CAD and PLM world is extremely competitive. The decision process in the manufacturing industry is not fast. Companies are spending significant budgets evaluating tools, benchmarking, comparing and, in the end of this process, supposed to make a right decision about what tools to use. During the last couple of months, I observed a growing amount of announcements made by PLM companies informing about “yet another major company” making a right choice by selecting a CAD or PLM system from a specific vendor.

Just few examples from Joe Brakai’s article: Industry on the Move — The Quest for Effective Global Product Lifecycle Management. PTC announcement about Hyundai Motor Company and Kia Motors Corporation (HKMC) about selection of PTC’s Windchill as its enterprise PLM software. Siemens PLM Software announced that Aston Martin is selecting the Siemens’ NX CAD software for design and engineering, and Teamcenter PLM software to manage product and process information. Two months before, Daimler AG, selected NX as a corporate CAD Software standard. Earlier, Chrysler selected Teamcenter as its corporate-wide PLM software. Two months before, Volvo Group has adopted PTC’s Windchill. Here is my favorite passage from Joe’s article:

OEMs are realizing that the traditional heterogeneous and fragmented product lifecycle management environment, even when compromised of excellent tools, is unable to provide the level of visibility, manageability, and fidelity of decision-making required, and are taking steps to migrate to a design and manufacturing environment capable of supporting a global platform strategy.  This environment must be standard-based and open in order to facilitate a single source of all data for design, manufacturing and supply chain processes across vehicle design and manufacturing programs.

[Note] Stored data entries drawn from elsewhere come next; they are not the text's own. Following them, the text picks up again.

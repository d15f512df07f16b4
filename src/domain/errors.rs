//! Domain error types
//!
//! These errors are framework-agnostic and represent business-level failures.

use std::fmt;

#[derive(Debug)]
pub enum ServiceError {
    /// Referenced record does not exist
    NotFound,
    /// A unique field collides with an existing record
    DuplicateKey(String),
    /// Deletion blocked because child records still reference the target
    HasDependents(String),
    /// Field-level rule violated before anything was persisted
    Validation(String),
    /// Operation requires a role the current session does not have
    Forbidden,
    /// Database connection failure
    Unavailable(String),
    /// Any other persistence-layer failure
    Database(String),
}

impl fmt::Display for ServiceError {
    fn fmt(&self, f: &mut fmt::Formatter<'_>) -> fmt::Result {
        match self {
            ServiceError::NotFound => write!(f, "Record not found"),
            ServiceError::DuplicateKey(msg) => write!(f, "Duplicate key: {}", msg),
            ServiceError::HasDependents(msg) => write!(f, "Has dependents: {}", msg),
            ServiceError::Validation(msg) => write!(f, "Validation error: {}", msg),
            ServiceError::Forbidden => write!(f, "Operation not permitted for this role"),
            ServiceError::Unavailable(msg) => write!(f, "Database unavailable: {}", msg),
            ServiceError::Database(msg) => write!(f, "Database error: {}", msg),
        }
    }
}

impl std::error::Error for ServiceError {}

impl From<sea_orm::DbErr> for ServiceError {
    fn from(e: sea_orm::DbErr) -> Self {
        match e {
            sea_orm::DbErr::Conn(err) => ServiceError::Unavailable(err.to_string()),
            sea_orm::DbErr::ConnectionAcquire(err) => ServiceError::Unavailable(err.to_string()),
            sea_orm::DbErr::RecordNotFound(_) => ServiceError::NotFound,
            other => ServiceError::Database(other.to_string()),
        }
    }
}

Another interesting publication is Automotive Sector Ground Zero for PLM Battles by Beth Stackpole of Design News. Beth is discussing the same announcements made by PLM and major automotive vendors. However, I found the following passage interesting.

The automotive sector, which has a deep roots in evolving PLM software and practices, is shaping up as a fresh battleground for the major vendors in this category with all touting recent customer wins that play up their strengths and cement their positions as core development platforms for next-generation vehicles.

My best read about PLM movement in the automotive world is Al Dean’s article in Develop 3D – All Change in the Automotive World. I recommend you to have a read. Some of final Al’s thoughts struck me to think about V6 innovation.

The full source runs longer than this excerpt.